*** Opening of Provided records ***
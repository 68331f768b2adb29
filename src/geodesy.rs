//! Linear to angular displacement on a spherical Earth.

use crate::constants::{EARTH_RADIUS_M, METERS_PER_DEGREE};
use crate::fast_math::fast_sin;

/// Ground distance covered by one degree of arc at a given location.
#[derive(Debug, Clone, Copy, PartialEq)]
pub struct MetersPerDegree {
    /// Meters per degree of latitude
    pub latitude: f64,
    /// Meters per degree of longitude
    pub longitude: f64,
}

impl MetersPerDegree {
    /// Converts an east/north displacement in meters to (Δlongitude, Δlatitude)
    /// in degrees.
    pub fn to_degrees(&self, east_m: f64, north_m: f64) -> (f64, f64) {
        (east_m / self.longitude, north_m / self.latitude)
    }
}

/// Spherical-Earth scale factors at `latitude_deg`, `altitude_m` above the
/// mean radius.
pub fn meters_per_degree(latitude_deg: f64, altitude_m: f64) -> MetersPerDegree {
    let colatitude = (90.0 - latitude_deg).to_radians();
    let arc = (EARTH_RADIUS_M + altitude_m).to_radians();
    MetersPerDegree {
        latitude: arc,
        longitude: arc * colatitude.sin(),
    }
}

/// Cheap variant of [`meters_per_degree`].
///
/// Altitude is neglected (0.6 % low at 40 km) and the co-latitude sine uses
/// [`fast_sin`]. The co-latitude is taken on `|latitude|` so both hemispheres
/// stay on the accurate side of the approximation. Longitude-scale error:
/// at most 1.2 % for `|lat| >= 30°`, 0.4 % for `|lat| >= 45°`, 7.6 % at the
/// equator. Good enough for the few hundred meters a single step covers at
/// mid-latitudes; use the exact function elsewhere.
pub fn fast_meters_per_degree(latitude_deg: f64) -> MetersPerDegree {
    let colatitude = (90.0 - latitude_deg.abs()).to_radians();
    MetersPerDegree {
        latitude: METERS_PER_DEGREE,
        longitude: METERS_PER_DEGREE * fast_sin(colatitude),
    }
}
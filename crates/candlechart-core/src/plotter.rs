// File: crates/candlechart-core/src/plotter.rs
// Summary: Draw-layer trait shared by the candle, volume and grid layers.

use crate::axis::Tick;
use crate::geometry::Rect;
use crate::scale::LinearScale;
use crate::series::Extent;
use crate::surface::Surface;

/// Everything a layer needs to draw inside one panel.
#[derive(Clone, Copy, Debug)]
pub struct PlotArea<'a> {
    pub rect: Rect,
    pub x: LinearScale,
    pub y: LinearScale,
    pub x_ticks: &'a [Tick],
    pub y_ticks: &'a [Tick],
}

impl<'a> PlotArea<'a> {
    pub fn new(rect: Rect, x_range: (f64, f64), y_range: (f64, f64), x_ticks: &'a [Tick], y_ticks: &'a [Tick]) -> Self {
        Self {
            rect,
            x: LinearScale::new(x_range.0, x_range.1, rect.left, rect.right),
            y: LinearScale::new(y_range.0, y_range.1, rect.bottom, rect.top),
            x_ticks,
            y_ticks,
        }
    }
}

pub trait Plotter {
    fn plot(&self, surface: &mut dyn Surface, area: &PlotArea<'_>);

    /// Extent this layer needs visible, already padded. `None` if it has no opinion.
    fn data_range(&self) -> Option<Extent> {
        None
    }
}
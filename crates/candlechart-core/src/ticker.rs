// File: crates/candlechart-core/src/ticker.rs
// Summary: Tick sources for price (optimized labels) and time (fixed interval) axes.

use std::fmt::Write as _;

use chrono::format::{Item, StrftimeItems};
use chrono::{DateTime, FixedOffset};
use log::trace;

use crate::axis::{Tick, Ticker};
use crate::error::{RenderError, Result};
use crate::labelling::{optimal_labels, Containment, LabelParams};

/// Data extremes further than this from the nearest label get their own tick.
pub const BOUNDARY_TOLERANCE: f64 = 1e-6;

/// Default target label count for price axes.
pub const DEFAULT_VALUE_LABELS: usize = 15;

fn check_range(min: f64, max: f64) -> Result<()> {
    if !min.is_finite() || !max.is_finite() || max <= min {
        return Err(RenderError::range(min, max));
    }
    Ok(())
}

#[inline]
fn fixed2(v: f64) -> String {
    format!("{v:.2}")
}

/// Price axis ticks: optimized major labels, boundary ticks at the data
/// extremes and unlabeled minor ticks between.
#[derive(Clone, Debug)]
pub struct ValueTicker {
    pub want: usize,
    pub boundary_tolerance: f64,
    pub params: LabelParams,
}

impl Default for ValueTicker {
    fn default() -> Self {
        Self::new(DEFAULT_VALUE_LABELS)
    }
}

impl ValueTicker {
    pub fn new(want: usize) -> Self {
        Self { want, boundary_tolerance: BOUNDARY_TOLERANCE, params: LabelParams::default() }
    }

    pub fn with_params(mut self, params: LabelParams) -> Self {
        self.params = params;
        self
    }

    /// Minor spacing for a raw step `skip * q`; `None` when too small to draw.
    fn minor_spacing(&self, raw_step: f64, major: f64) -> Option<f64> {
        if raw_step == 1.0 || raw_step == 2.5 {
            Some(major / 5.0)
        } else if [2.0, 3.0, 4.0, 5.0].contains(&raw_step) {
            Some(major / raw_step)
        } else {
            let half = major / 2.0;
            (half >= self.params.epsilon).then_some(half)
        }
    }
}

impl Ticker for ValueTicker {
    fn ticks(&self, min: f64, max: f64) -> Result<Vec<Tick>> {
        check_range(min, max)?;
        let labelling = optimal_labels(min, max, self.want, Containment::Free, &self.params)?;
        let (Some(&first), Some(&last)) = (labelling.values.first(), labelling.values.last()) else {
            return Err(RenderError::InvalidRange(format!("no labels for [{min}, {max}]")));
        };
        if labelling.values.iter().any(|v| !v.is_finite()) {
            return Err(RenderError::InvalidRange(format!("labels for [{min}, {max}] are not finite")));
        }

        let mut ticks = Vec::with_capacity(labelling.values.len() * 4 + 2);
        if (min - first).abs() > self.boundary_tolerance {
            ticks.push(Tick::major(min, fixed2(min)));
        }
        ticks.extend(labelling.values.iter().map(|&v| Tick::major(v, fixed2(v))));
        if (max - last).abs() > self.boundary_tolerance {
            ticks.push(Tick::major(max, fixed2(max)));
        }

        let Some(minor) = self.minor_spacing(labelling.step, labelling.major_step()) else {
            return Ok(ticks);
        };
        // The walk only terminates on a finite, positive grid.
        if !first.is_finite() || !(minor.is_finite() && minor > 0.0) {
            return Ok(ticks);
        }

        // Walk from the first minor position at or below `min`.
        let mut i = 0.0;
        while first + i * minor > min {
            i -= 1.0;
        }
        loop {
            let v = first + i * minor;
            if v > max {
                break;
            }
            if !ticks.iter().any(|t| (t.value - v).abs() < minor / 2.0) {
                ticks.push(Tick::minor(v));
            }
            i += 1.0;
        }
        trace!("value ticks for [{min}, {max}]: {} ({} labels)", ticks.len(), labelling.values.len());
        Ok(ticks)
    }
}

/// Time axis ticks every `delta` seconds, aligned to multiples of `delta`,
/// with `between` unlabeled ticks splitting each interval.
#[derive(Clone, Copy, Debug, PartialEq, Eq)]
pub struct TimeTicker {
    pub delta: i64,
    pub between: usize,
}

impl Default for TimeTicker {
    fn default() -> Self {
        Self { delta: 3600, between: 3 }
    }
}

impl Ticker for TimeTicker {
    fn ticks(&self, min: f64, max: f64) -> Result<Vec<Tick>> {
        if self.delta <= 0 {
            return Err(RenderError::InvalidConfig(format!("time tick interval must be positive, got {}", self.delta)));
        }
        check_range(min, max)?;

        let min_ts = min.floor() as i64;
        let max_ts = max.floor() as i64;
        let minor_step = self.delta as f64 / (self.between + 1) as f64;

        let mut ticks = Vec::new();
        let mut t = min_ts - min_ts.rem_euclid(self.delta);
        while t <= max_ts {
            ticks.push(Tick::major(t as f64, t.to_string()));
            for j in 1..=self.between {
                let v = t as f64 + j as f64 * minor_step;
                if v > max {
                    break;
                }
                ticks.push(Tick::minor(v));
            }
            t = match t.checked_add(self.delta) {
                Some(next) => next,
                None => break,
            };
        }
        Ok(ticks)
    }
}

/// Check a strftime pattern up front so formatting never fails mid-render.
pub fn check_time_format(format: &str) -> Result<()> {
    if StrftimeItems::new(format).any(|item| matches!(item, Item::Error)) {
        return Err(RenderError::InvalidConfig(format!("bad time format '{format}'")));
    }
    Ok(())
}

/// Relabels the labeled ticks of a time ticker as wall-clock text in a fixed UTC offset.
#[derive(Clone, Debug)]
pub struct TimeLabels<T> {
    pub inner: T,
    pub offset: FixedOffset,
    pub format: String,
}

impl<T: Ticker> TimeLabels<T> {
    pub fn new(inner: T, utc_offset_secs: i32, format: impl Into<String>) -> Result<Self> {
        let offset = FixedOffset::east_opt(utc_offset_secs)
            .ok_or_else(|| RenderError::InvalidConfig(format!("UTC offset {utc_offset_secs}s out of range")))?;
        let format = format.into();
        check_time_format(&format)?;
        Ok(Self { inner, offset, format })
    }

    pub fn format_timestamp(&self, ts: f64) -> Result<String> {
        let dt = DateTime::from_timestamp(ts.floor() as i64, 0)
            .ok_or_else(|| RenderError::InvalidRange(format!("timestamp {ts} out of range")))?;
        let mut out = String::new();
        write!(out, "{}", dt.with_timezone(&self.offset).format(&self.format))
            .map_err(|_| RenderError::InvalidConfig(format!("bad time format '{}'", self.format)))?;
        Ok(out)
    }
}

impl<T: Ticker> Ticker for TimeLabels<T> {
    fn ticks(&self, min: f64, max: f64) -> Result<Vec<Tick>> {
        let mut ticks = self.inner.ticks(min, max)?;
        for tick in ticks.iter_mut().filter(|t| !t.is_minor()) {
            tick.label = Some(self.format_timestamp(tick.value)?);
        }
        Ok(ticks)
    }
}

#[cfg(test)]
mod tests {
    use super::*;

    #[test]
    fn minor_spacing_follows_raw_step() {
        let t = ValueTicker::default();
        assert_eq!(t.minor_spacing(1.0, 10.0), Some(2.0));
        assert_eq!(t.minor_spacing(2.5, 25.0), Some(5.0));
        assert_eq!(t.minor_spacing(4.0, 40.0), Some(10.0));
        assert_eq!(t.minor_spacing(6.0, 60.0), Some(30.0));
        assert_eq!(t.minor_spacing(6.0, 1e-20), None);
    }

    #[test]
    fn time_labels_use_fixed_offset() {
        let labels = TimeLabels::new(TimeTicker::default(), 3 * 3600, "%H:%M").expect("valid");
        assert_eq!(labels.format_timestamp(0.0).expect("in range"), "03:00");
        assert!(TimeLabels::new(TimeTicker::default(), 0, "%Q").is_err());
        assert!(TimeLabels::new(TimeTicker::default(), 100 * 3600, "%H").is_err());
    }
}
*** Close of Provided records ***
How many lines of the entries contain "first"? Answer with a number alone.

6